What you need to do —
Among the entries below, please show each line that carries the word "member".

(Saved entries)
--
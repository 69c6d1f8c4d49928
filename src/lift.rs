//! Render a [`Program`] as script source.
//!
//! Phis become `let` bindings so merges can reassign them; every other
//! defined variable is a `const`. Increment and decrement are rendered as
//! additions so they never write to a `const`.

use std::fmt::Write;

use crate::program::{FunctionKind, Operation, Program, UnaryOperator, Variable};

const INDENT: &str = "    ";

/// Lift `program` to source text, one statement per line.
pub fn lift(program: &Program) -> String {
    let mut out = Lifter::default();
    for op in program.operations() {
        out.operation(op);
    }
    out.text
}

#[derive(Default)]
struct Lifter {
    text: String,
    depth: usize,
    /// Closing text for every open function body.
    function_closers: Vec<&'static str>,
}

impl Lifter {
    fn line(&mut self, line: impl AsRef<str>) {
        for _ in 0..self.depth {
            self.text.push_str(INDENT);
        }
        self.text.push_str(line.as_ref());
        self.text.push('\n');
    }

    fn open(&mut self, line: impl AsRef<str>) {
        self.line(line);
        self.depth += 1;
    }

    fn close(&mut self, line: impl AsRef<str>) {
        self.depth = self.depth.saturating_sub(1);
        self.line(line);
    }

    /// `} else {`-style lines that close one block and open the next.
    fn reopen(&mut self, line: impl AsRef<str>) {
        self.depth = self.depth.saturating_sub(1);
        self.open(line);
    }

    fn operation(&mut self, op: &Operation) {
        use Operation::*;
        match op {
            LoadInt { output, value } => self.line(format!("const {output} = {value};")),
            LoadBigInt { output, value } => self.line(format!("const {output} = {value}n;")),
            LoadFloat { output, value } => {
                self.line(format!("const {output} = {};", float_literal(*value)))
            }
            LoadString { output, value } => {
                self.line(format!("const {output} = {};", quote(value)))
            }
            LoadBool { output, value } => self.line(format!("const {output} = {value};")),
            LoadUndefined { output } => self.line(format!("const {output} = undefined;")),
            LoadNull { output } => self.line(format!("const {output} = null;")),
            LoadRegExp {
                output,
                pattern,
                flags,
            } => self.line(format!("const {output} = /{pattern}/{flags};")),
            LoadBuiltin { output, name } => self.line(format!("const {output} = {name};")),

            CreateObject {
                output,
                properties,
                spreads,
            } => {
                let fields: Vec<String> = properties
                    .iter()
                    .map(|(name, value)| format!("{}: {value}", quote(name)))
                    .chain(spreads.iter().map(|v| format!("...{v}")))
                    .collect();
                self.line(format!("const {output} = {{{}}};", fields.join(", ")));
            }
            CreateArray {
                output,
                elements,
                spreads,
            } => self.line(format!(
                "const {output} = [{}];",
                spread_list(elements, spreads)
            )),

            BeginFunction {
                output,
                kind,
                parameters,
                has_rest,
            } => {
                let params = parameter_list(parameters, *has_rest);
                let (head, closer) = match kind {
                    FunctionKind::Plain | FunctionKind::Strict => {
                        (format!("function {output}({params}) {{"), "}")
                    }
                    FunctionKind::Arrow => (format!("const {output} = ({params}) => {{"), "};"),
                    FunctionKind::Generator => (format!("function* {output}({params}) {{"), "}"),
                    FunctionKind::Async => {
                        (format!("async function {output}({params}) {{"), "}")
                    }
                };
                self.function_closers.push(closer);
                self.open(head);
                if *kind == FunctionKind::Strict {
                    self.line("'use strict';");
                }
            }
            EndFunction => {
                let closer = self.function_closers.pop().unwrap_or("}");
                self.close(closer);
            }
            Return { value } => self.line(format!("return {value};")),
            Yield { value, delegate } => {
                let star = if *delegate { "*" } else { "" };
                self.line(format!("yield{star} {value};"));
            }
            Await { output, value } => self.line(format!("const {output} = await {value};")),

            LoadProperty {
                output,
                object,
                name,
            } => self.line(format!("const {output} = {object}{};", member(name))),
            StoreProperty {
                object,
                name,
                value,
            } => self.line(format!("{object}{} = {value};", member(name))),
            DeleteProperty { object, name } => {
                self.line(format!("delete {object}{};", member(name)))
            }
            LoadElement {
                output,
                object,
                index,
            } => self.line(format!("const {output} = {object}[{index}];")),
            StoreElement {
                object,
                index,
                value,
            } => self.line(format!("{object}[{index}] = {value};")),
            DeleteElement { object, index } => self.line(format!("delete {object}[{index}];")),
            LoadComputedProperty {
                output,
                object,
                name,
            } => self.line(format!("const {output} = {object}[{name}];")),
            StoreComputedProperty {
                object,
                name,
                value,
            } => self.line(format!("{object}[{name}] = {value};")),
            DeleteComputedProperty { object, name } => {
                self.line(format!("delete {object}[{name}];"))
            }

            TypeOf { output, value } => self.line(format!("const {output} = typeof {value};")),
            InstanceOf {
                output,
                value,
                constructor,
            } => self.line(format!("const {output} = {value} instanceof {constructor};")),
            In {
                output,
                property,
                object,
            } => self.line(format!("const {output} = {property} in {object};")),

            CallMethod {
                output,
                object,
                method,
                arguments,
            } => self.line(format!(
                "const {output} = {object}{}({});",
                member(method),
                join(arguments)
            )),
            CallFunction {
                output,
                function,
                arguments,
                spreads,
            } => self.line(format!(
                "const {output} = {function}({});",
                spread_list(arguments, spreads)
            )),
            Construct {
                output,
                constructor,
                arguments,
            } => self.line(format!(
                "const {output} = new {constructor}({});",
                join(arguments)
            )),

            Unary { output, op, value } => {
                let expr = match op {
                    UnaryOperator::Inc => format!("{value} + 1"),
                    UnaryOperator::Dec => format!("{value} - 1"),
                    other => format!("{}{value}", other.token()),
                };
                self.line(format!("const {output} = {expr};"));
            }
            Binary {
                output,
                lhs,
                op,
                rhs,
            } => self.line(format!("const {output} = {lhs} {} {rhs};", op.token())),
            Compare {
                output,
                lhs,
                comparator,
                rhs,
            } => self.line(format!(
                "const {output} = {lhs} {} {rhs};",
                comparator.token()
            )),

            Phi { output, initial } => self.line(format!("let {output} = {initial};")),
            Copy { target, value } => self.line(format!("{target} = {value};")),

            BeginIf { condition } => self.open(format!("if ({condition}) {{")),
            BeginElse => self.reopen("} else {"),
            EndIf | EndWhile | EndFor | EndForIn | EndForOf | EndTryCatch | EndWith => {
                self.close("}")
            }
            BeginWhile {
                lhs,
                comparator,
                rhs,
            } => self.open(format!("while ({lhs} {} {rhs}) {{", comparator.token())),
            BeginDoWhile => self.open("do {"),
            EndDoWhile {
                lhs,
                comparator,
                rhs,
            } => self.close(format!("}} while ({lhs} {} {rhs});", comparator.token())),
            BeginFor {
                counter,
                comparator,
                end,
                op,
                step,
            } => self.open(format!(
                "for (; {counter} {} {end}; {counter} = {counter} {} {step}) {{",
                comparator.token(),
                op.token()
            )),
            BeginForIn { output, object } => {
                self.open(format!("for (const {output} in {object}) {{"))
            }
            BeginForOf { output, iterable } => {
                self.open(format!("for (const {output} of {iterable}) {{"))
            }
            Break => self.line("break;"),
            Continue => self.line("continue;"),

            BeginTry => self.open("try {"),
            BeginCatch { exception } => self.reopen(format!("}} catch ({exception}) {{")),
            Throw { value } => self.line(format!("throw {value};")),

            BeginWith { object } => self.open(format!("with ({object}) {{")),
            LoadFromScope { output, name } => self.line(format!("const {output} = {name};")),
            StoreToScope { name, value } => self.line(format!("{name} = {value};")),
        }
    }
}

fn join(vars: &[Variable]) -> String {
    vars.iter()
        .map(Variable::to_string)
        .collect::<Vec<_>>()
        .join(", ")
}

fn spread_list(vars: &[Variable], spreads: &[bool]) -> String {
    vars.iter()
        .enumerate()
        .map(|(i, v)| {
            if spreads.get(i).copied().unwrap_or(false) {
                format!("...{v}")
            } else {
                v.to_string()
            }
        })
        .collect::<Vec<_>>()
        .join(", ")
}

fn parameter_list(parameters: &[Variable], has_rest: bool) -> String {
    let mut list = join(parameters);
    if has_rest {
        // The rest parameter gets a name of its own; nothing reads it.
        if !list.is_empty() {
            list.push_str(", ");
        }
        list.push_str("...rest");
    }
    list
}

fn is_identifier(name: &str) -> bool {
    let mut chars = name.chars();
    matches!(chars.next(), Some(c) if c.is_ascii_alphabetic() || c == '_' || c == '$')
        && chars.all(|c| c.is_ascii_alphanumeric() || c == '_' || c == '$')
}

/// `.name` for identifiers, `["name"]` otherwise.
fn member(name: &str) -> String {
    if is_identifier(name) {
        format!(".{name}")
    } else {
        format!("[{}]", quote(name))
    }
}

fn float_literal(value: f64) -> String {
    if value.is_nan() {
        "NaN".to_string()
    } else if value == f64::INFINITY {
        "Infinity".to_string()
    } else if value == f64::NEG_INFINITY {
        "-Infinity".to_string()
    } else if value == 0.0 && value.is_sign_negative() {
        "-0".to_string()
    } else {
        format!("{value:?}")
    }
}

/// Double-quoted string literal.
fn quote(value: &str) -> String {
    let mut out = String::with_capacity(value.len() + 2);
    out.push('"');
    for c in value.chars() {
        match c {
            '"' => out.push_str("\\\""),
            '\\' => out.push_str("\\\\"),
            '\n' => out.push_str("\\n"),
            '\r' => out.push_str("\\r"),
            '\t' => out.push_str("\\t"),
            c if c.is_control() => {
                let _ = write!(out, "\\u{:04x}", c as u32);
            }
            c => out.push(c),
        }
    }
    out.push('"');
    out
}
--
Response below —
            } => self.line(format!("const {output} = {object}{};", member(name))),
            } => self.line(format!("{object}{} = {value};", member(name))),
                self.line(format!("delete {object}{};", member(name)))
                member(method),
fn member(name: &str) -> String {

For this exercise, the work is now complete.